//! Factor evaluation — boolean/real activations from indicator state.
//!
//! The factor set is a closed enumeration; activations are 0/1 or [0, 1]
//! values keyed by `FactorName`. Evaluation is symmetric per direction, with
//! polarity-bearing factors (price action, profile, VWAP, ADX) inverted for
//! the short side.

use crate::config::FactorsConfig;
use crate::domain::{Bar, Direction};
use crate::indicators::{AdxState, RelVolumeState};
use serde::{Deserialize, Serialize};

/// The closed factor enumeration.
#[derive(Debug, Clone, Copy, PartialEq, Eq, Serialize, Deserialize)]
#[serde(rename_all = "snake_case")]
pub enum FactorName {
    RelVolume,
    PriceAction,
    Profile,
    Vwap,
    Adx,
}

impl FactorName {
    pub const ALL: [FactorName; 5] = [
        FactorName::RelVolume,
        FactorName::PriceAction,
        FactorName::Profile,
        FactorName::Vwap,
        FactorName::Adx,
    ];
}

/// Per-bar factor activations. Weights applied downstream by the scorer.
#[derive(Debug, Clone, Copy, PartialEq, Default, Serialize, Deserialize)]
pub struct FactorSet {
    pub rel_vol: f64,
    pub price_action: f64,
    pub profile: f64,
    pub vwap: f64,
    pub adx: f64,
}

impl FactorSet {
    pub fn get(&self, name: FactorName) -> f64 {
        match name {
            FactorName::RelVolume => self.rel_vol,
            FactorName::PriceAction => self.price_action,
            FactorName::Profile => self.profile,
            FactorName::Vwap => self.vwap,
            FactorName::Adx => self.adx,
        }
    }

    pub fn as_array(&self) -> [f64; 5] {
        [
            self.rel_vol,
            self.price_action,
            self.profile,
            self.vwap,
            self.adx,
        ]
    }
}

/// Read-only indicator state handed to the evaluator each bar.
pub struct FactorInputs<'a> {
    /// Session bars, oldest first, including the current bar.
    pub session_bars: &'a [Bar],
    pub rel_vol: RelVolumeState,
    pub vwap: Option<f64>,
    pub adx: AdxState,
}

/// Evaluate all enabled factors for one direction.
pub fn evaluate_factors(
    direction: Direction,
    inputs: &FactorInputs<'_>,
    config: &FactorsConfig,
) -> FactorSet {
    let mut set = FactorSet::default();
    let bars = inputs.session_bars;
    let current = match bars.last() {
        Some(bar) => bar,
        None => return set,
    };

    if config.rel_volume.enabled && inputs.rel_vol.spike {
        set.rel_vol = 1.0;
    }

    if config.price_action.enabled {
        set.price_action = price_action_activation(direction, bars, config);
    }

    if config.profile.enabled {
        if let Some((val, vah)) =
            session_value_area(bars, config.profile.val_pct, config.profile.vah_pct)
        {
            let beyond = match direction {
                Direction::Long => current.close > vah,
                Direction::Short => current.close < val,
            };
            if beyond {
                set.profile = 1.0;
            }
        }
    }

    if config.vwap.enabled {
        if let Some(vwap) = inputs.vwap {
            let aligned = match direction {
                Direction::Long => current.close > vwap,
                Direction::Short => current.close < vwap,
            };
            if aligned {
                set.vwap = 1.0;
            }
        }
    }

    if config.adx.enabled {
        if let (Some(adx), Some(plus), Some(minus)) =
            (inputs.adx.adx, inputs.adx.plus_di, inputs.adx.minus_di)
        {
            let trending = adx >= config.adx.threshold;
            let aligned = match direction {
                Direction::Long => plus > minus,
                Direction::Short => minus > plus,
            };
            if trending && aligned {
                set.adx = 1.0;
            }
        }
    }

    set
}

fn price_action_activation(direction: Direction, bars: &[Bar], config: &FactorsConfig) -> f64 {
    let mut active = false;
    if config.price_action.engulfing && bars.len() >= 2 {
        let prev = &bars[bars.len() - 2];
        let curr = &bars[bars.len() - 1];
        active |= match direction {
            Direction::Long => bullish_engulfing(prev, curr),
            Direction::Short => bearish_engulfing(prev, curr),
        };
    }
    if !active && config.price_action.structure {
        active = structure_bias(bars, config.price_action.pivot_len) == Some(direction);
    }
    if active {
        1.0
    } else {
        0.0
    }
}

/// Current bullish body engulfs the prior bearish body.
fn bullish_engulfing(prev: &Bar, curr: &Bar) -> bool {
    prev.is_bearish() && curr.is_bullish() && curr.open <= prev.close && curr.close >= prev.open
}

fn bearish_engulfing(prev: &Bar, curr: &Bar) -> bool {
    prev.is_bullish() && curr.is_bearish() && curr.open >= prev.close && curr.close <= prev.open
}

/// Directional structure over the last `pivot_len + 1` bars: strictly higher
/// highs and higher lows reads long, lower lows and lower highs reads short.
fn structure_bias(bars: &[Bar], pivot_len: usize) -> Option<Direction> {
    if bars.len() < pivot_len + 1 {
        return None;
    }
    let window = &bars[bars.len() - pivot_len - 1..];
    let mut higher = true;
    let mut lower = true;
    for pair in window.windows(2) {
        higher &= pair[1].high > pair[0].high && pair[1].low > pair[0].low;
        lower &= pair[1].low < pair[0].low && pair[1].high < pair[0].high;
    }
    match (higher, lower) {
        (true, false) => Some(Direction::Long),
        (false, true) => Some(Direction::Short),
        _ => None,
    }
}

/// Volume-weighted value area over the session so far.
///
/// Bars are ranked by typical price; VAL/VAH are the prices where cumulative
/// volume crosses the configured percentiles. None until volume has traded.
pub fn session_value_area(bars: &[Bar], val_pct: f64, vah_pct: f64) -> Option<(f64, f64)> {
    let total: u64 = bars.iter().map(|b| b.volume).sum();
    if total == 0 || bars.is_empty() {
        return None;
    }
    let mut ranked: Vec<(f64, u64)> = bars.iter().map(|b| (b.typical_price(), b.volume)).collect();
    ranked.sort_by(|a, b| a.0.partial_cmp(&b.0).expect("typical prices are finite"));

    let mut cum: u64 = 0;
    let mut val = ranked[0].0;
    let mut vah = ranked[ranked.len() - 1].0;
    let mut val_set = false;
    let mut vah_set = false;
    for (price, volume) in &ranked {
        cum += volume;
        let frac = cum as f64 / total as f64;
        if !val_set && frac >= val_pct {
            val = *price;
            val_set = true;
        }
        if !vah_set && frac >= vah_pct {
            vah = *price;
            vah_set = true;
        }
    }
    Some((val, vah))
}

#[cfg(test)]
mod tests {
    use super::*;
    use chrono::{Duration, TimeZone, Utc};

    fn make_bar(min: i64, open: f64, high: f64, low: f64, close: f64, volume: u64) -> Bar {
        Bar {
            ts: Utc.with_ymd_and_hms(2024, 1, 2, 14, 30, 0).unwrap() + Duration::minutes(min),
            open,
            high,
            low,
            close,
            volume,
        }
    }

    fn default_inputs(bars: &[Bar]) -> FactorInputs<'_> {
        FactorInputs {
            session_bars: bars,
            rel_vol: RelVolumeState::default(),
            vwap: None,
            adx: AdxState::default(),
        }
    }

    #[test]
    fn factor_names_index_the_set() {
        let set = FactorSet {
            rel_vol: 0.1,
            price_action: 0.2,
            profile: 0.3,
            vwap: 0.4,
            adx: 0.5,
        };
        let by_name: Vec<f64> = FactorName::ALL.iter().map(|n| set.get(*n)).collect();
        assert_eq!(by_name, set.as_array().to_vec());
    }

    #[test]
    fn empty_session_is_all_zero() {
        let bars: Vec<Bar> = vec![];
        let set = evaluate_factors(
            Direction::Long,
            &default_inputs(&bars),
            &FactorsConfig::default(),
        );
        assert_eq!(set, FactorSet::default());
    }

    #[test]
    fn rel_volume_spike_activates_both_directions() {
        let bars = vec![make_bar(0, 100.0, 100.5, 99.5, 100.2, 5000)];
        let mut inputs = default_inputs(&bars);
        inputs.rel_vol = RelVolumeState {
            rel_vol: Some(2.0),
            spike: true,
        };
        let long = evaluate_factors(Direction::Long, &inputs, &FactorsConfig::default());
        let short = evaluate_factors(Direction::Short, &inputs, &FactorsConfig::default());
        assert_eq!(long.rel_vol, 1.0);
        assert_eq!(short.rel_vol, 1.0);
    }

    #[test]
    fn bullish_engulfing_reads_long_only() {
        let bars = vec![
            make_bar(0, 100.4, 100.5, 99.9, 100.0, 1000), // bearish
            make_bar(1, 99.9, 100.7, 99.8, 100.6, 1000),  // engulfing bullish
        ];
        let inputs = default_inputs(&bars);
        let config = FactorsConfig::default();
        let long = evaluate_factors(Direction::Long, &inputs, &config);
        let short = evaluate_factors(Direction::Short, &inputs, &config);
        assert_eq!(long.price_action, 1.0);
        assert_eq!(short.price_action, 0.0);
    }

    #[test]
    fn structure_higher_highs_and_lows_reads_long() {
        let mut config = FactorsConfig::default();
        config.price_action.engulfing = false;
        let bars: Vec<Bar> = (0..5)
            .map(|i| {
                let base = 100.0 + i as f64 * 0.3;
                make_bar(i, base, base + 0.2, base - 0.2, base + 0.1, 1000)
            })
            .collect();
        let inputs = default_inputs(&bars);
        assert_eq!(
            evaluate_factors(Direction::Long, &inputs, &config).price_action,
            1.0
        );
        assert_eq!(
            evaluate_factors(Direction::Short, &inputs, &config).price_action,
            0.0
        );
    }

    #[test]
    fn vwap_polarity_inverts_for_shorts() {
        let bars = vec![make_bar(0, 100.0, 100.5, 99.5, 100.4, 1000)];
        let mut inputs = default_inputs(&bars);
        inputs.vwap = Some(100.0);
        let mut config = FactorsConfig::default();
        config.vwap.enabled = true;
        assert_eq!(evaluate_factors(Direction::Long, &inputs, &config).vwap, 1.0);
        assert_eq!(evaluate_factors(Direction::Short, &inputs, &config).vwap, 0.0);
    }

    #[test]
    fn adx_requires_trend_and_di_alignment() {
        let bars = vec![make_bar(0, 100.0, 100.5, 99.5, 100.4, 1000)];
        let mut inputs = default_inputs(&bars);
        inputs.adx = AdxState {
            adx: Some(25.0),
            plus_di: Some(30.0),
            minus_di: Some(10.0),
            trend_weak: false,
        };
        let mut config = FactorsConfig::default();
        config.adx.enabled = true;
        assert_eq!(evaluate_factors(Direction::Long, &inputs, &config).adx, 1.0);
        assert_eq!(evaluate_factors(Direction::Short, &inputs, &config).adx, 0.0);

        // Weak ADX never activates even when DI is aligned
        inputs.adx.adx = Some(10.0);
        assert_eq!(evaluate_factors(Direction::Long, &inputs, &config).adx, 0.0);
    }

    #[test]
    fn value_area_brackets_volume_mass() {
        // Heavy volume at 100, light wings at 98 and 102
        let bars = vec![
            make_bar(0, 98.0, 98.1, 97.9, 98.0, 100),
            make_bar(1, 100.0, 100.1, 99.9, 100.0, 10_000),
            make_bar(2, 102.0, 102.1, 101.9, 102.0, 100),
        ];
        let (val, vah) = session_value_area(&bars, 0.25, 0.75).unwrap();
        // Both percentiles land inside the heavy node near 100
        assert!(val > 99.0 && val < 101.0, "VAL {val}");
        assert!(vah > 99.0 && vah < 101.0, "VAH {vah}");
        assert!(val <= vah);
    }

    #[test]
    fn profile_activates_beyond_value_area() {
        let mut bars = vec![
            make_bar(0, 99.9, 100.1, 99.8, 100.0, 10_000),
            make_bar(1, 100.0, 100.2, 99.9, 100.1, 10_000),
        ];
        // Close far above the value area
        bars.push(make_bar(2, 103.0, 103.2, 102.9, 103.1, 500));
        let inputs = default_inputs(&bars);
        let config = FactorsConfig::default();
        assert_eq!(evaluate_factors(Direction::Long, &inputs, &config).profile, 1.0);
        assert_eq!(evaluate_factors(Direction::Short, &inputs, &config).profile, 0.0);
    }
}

▬▬▬▬▬▬

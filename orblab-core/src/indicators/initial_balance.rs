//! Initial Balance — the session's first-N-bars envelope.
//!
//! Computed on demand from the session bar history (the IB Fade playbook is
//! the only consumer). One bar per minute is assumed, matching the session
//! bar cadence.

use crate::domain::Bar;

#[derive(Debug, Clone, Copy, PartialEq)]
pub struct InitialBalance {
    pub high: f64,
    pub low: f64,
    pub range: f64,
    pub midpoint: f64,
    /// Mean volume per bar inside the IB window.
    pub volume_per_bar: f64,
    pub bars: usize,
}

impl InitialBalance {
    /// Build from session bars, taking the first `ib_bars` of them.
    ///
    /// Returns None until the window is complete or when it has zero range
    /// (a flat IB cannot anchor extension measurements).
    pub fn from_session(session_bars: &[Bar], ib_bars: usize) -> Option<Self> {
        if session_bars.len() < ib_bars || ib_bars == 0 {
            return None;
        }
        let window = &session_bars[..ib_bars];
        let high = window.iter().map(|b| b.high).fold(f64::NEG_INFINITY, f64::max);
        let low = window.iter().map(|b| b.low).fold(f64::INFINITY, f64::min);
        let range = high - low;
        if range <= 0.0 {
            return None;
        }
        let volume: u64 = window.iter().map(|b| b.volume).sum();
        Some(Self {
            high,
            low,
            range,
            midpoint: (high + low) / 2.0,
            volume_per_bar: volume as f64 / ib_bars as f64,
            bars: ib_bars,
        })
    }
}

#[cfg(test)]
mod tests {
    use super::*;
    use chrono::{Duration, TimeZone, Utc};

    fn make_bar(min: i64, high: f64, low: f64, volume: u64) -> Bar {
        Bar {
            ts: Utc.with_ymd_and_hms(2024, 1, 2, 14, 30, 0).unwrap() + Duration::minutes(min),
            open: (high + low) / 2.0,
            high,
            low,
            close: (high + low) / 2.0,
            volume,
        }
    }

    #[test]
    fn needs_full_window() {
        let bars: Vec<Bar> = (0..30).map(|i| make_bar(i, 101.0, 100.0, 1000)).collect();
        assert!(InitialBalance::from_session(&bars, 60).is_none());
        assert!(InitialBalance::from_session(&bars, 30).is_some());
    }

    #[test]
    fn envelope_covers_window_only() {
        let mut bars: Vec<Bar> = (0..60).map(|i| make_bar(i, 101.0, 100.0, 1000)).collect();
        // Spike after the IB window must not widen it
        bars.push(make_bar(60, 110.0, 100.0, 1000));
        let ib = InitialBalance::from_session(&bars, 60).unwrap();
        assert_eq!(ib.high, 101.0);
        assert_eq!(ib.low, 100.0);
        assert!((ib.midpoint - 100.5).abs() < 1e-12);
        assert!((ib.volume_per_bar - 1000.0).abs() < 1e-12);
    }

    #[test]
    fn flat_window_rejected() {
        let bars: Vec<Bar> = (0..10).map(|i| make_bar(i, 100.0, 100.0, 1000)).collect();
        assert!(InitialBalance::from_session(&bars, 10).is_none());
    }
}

▬▬▬▬▬▬

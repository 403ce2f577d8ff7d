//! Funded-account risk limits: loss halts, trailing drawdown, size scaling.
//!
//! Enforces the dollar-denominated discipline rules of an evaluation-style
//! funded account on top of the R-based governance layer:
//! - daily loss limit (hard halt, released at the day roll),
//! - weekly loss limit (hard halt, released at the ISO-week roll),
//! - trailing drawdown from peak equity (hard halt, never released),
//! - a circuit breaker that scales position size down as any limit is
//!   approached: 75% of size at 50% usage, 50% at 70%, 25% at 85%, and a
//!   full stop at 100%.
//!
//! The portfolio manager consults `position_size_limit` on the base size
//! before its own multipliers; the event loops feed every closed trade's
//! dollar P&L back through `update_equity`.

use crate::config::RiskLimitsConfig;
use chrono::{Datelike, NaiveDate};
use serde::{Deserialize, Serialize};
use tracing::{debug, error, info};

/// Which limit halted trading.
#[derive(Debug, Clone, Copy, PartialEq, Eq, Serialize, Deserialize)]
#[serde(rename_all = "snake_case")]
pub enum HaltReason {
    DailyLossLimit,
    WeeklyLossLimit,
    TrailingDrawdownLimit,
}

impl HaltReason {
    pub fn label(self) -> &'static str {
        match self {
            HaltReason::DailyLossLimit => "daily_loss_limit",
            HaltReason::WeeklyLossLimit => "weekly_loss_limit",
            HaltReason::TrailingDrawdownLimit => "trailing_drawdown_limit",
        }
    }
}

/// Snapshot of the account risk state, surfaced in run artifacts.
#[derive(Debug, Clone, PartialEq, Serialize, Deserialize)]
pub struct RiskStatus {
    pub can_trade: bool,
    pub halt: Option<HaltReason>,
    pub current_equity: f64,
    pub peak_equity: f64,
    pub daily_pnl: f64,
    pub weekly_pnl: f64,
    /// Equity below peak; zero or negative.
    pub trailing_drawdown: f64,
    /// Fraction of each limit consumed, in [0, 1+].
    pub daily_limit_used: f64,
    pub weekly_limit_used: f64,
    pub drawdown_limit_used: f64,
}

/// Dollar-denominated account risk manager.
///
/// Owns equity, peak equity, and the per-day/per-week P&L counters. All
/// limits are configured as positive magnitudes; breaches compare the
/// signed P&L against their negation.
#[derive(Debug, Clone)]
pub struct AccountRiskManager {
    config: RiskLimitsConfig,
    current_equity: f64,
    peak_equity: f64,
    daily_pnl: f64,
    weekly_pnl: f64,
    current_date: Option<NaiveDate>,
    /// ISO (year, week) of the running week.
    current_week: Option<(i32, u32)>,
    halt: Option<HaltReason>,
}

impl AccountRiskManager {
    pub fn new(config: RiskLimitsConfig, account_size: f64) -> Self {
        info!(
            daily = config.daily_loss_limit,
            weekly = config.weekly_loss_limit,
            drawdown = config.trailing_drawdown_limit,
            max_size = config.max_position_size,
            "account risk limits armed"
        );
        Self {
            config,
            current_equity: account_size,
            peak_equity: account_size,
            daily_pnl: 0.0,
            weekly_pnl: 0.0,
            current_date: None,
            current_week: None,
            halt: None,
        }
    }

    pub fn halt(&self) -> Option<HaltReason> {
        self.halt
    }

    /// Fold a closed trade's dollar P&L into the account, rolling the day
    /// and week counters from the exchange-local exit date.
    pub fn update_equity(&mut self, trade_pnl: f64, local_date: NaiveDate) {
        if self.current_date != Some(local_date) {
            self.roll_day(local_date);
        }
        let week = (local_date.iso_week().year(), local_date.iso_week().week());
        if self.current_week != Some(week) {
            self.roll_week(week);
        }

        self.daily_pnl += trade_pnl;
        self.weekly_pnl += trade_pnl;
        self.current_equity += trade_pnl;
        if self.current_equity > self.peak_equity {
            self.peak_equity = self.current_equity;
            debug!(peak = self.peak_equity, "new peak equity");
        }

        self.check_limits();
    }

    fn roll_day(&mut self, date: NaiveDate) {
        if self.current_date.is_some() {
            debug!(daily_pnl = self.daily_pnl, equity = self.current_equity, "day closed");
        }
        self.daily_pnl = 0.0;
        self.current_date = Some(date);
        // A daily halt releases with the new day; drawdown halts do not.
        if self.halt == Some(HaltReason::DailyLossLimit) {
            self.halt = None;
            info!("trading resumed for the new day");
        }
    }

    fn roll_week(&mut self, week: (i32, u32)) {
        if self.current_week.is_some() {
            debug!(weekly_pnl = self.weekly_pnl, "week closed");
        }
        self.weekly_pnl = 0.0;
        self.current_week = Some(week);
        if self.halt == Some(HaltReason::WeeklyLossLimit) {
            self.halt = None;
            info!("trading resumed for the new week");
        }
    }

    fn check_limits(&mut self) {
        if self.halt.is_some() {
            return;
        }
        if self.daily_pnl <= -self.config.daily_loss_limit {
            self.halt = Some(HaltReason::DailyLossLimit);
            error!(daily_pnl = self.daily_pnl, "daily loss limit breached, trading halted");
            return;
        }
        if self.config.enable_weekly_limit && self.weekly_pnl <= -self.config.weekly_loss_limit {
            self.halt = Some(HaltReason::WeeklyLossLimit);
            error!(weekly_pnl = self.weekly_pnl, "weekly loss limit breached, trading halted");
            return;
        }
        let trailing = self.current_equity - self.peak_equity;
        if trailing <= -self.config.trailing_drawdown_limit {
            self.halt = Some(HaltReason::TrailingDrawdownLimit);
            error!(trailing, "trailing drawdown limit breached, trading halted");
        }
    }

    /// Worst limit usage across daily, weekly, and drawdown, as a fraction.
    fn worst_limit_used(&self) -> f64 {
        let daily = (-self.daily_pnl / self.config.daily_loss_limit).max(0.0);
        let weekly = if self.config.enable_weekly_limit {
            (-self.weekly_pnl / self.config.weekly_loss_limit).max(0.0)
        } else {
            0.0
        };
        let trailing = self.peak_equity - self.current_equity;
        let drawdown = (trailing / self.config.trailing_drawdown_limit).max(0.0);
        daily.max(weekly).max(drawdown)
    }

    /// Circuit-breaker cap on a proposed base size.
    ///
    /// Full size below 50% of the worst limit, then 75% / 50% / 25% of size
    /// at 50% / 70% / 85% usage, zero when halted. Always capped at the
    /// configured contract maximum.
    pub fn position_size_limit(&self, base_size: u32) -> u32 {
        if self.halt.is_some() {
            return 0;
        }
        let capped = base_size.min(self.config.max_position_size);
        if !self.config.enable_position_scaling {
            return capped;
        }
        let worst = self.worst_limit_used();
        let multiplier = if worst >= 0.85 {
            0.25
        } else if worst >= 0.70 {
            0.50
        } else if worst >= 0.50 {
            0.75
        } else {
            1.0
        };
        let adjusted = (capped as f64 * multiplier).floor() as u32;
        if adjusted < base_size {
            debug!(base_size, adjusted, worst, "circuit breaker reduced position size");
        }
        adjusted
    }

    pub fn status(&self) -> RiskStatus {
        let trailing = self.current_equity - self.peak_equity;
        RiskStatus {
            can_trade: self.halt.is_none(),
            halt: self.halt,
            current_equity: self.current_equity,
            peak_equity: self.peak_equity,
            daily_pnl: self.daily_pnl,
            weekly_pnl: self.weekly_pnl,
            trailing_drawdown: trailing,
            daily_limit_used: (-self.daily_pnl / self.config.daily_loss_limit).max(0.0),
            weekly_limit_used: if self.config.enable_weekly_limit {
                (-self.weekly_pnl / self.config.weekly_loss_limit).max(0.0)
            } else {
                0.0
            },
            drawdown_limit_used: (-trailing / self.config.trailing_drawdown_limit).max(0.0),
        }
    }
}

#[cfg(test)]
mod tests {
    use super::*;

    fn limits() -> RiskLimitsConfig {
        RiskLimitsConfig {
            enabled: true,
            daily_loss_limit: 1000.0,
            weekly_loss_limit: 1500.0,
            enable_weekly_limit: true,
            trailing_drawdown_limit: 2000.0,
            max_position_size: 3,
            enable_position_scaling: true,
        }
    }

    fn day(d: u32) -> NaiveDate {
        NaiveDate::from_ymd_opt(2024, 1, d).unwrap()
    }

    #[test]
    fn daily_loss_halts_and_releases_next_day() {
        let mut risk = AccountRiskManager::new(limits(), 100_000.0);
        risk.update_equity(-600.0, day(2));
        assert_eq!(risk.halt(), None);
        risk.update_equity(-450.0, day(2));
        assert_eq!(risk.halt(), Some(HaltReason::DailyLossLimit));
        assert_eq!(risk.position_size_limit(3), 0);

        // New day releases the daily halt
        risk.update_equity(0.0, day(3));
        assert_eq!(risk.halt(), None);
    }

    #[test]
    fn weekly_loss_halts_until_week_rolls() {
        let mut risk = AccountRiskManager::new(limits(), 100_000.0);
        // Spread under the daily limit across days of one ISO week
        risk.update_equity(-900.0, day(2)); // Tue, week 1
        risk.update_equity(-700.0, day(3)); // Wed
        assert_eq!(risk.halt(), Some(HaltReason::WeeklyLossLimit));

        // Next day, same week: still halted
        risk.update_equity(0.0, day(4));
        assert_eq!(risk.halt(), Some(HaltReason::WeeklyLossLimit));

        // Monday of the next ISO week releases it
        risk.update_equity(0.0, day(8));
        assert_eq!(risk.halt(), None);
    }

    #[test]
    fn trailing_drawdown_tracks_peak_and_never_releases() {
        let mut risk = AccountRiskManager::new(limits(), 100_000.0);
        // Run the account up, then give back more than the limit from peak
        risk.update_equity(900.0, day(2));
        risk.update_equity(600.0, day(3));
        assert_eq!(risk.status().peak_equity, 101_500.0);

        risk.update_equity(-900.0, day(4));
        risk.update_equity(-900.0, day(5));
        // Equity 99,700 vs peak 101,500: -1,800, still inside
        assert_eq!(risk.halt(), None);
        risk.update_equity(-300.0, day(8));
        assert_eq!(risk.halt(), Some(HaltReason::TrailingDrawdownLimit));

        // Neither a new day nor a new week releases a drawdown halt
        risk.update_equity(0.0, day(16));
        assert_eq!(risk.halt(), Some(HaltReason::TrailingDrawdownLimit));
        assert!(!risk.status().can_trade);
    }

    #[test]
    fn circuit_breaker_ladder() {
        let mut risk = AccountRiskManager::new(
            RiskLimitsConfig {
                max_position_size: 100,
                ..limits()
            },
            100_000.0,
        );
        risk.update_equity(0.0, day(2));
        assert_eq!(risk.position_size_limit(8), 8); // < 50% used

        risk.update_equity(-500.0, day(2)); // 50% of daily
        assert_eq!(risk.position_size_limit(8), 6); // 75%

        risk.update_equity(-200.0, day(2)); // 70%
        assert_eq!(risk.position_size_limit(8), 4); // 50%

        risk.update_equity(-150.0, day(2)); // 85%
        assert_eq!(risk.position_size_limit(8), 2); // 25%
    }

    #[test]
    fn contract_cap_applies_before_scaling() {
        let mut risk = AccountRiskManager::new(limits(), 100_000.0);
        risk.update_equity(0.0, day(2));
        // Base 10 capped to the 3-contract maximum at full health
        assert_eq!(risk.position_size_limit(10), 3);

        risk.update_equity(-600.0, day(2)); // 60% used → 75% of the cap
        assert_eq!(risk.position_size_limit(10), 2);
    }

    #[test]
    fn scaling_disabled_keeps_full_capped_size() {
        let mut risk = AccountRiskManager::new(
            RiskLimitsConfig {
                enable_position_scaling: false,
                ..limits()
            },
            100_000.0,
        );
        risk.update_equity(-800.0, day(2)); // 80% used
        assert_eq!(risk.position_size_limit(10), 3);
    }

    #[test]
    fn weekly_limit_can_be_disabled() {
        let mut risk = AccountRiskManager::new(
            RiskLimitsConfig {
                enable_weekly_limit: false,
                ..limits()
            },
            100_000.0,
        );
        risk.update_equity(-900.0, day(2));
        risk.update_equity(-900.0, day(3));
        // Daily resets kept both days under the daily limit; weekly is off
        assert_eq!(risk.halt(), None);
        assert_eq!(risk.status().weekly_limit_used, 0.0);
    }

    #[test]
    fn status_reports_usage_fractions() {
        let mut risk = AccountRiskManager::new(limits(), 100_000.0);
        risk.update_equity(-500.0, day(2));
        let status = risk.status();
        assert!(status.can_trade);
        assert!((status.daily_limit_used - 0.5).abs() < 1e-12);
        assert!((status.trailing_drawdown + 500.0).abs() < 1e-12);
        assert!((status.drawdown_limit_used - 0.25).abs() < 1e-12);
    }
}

▬▬▬▬▬▬

**YOUR OBJECTIVE**. Starting at the line that has "pub struct InitialBalance" in the records above, restate word for word every line until the one that has "anchor extension measurements).", and include that one as well.

**TASK ANSWER**.
pub struct InitialBalance {
    pub high: f64,
    pub low: f64,
    pub range: f64,
    pub midpoint: f64,
    /// Mean volume per bar inside the IB window.
    pub volume_per_bar: f64,
    pub bars: usize,
}

impl InitialBalance {
    /// Build from session bars, taking the first `ib_bars` of them.
    ///
    /// Returns None until the window is complete or when it has zero range
    /// (a flat IB cannot anchor extension measurements).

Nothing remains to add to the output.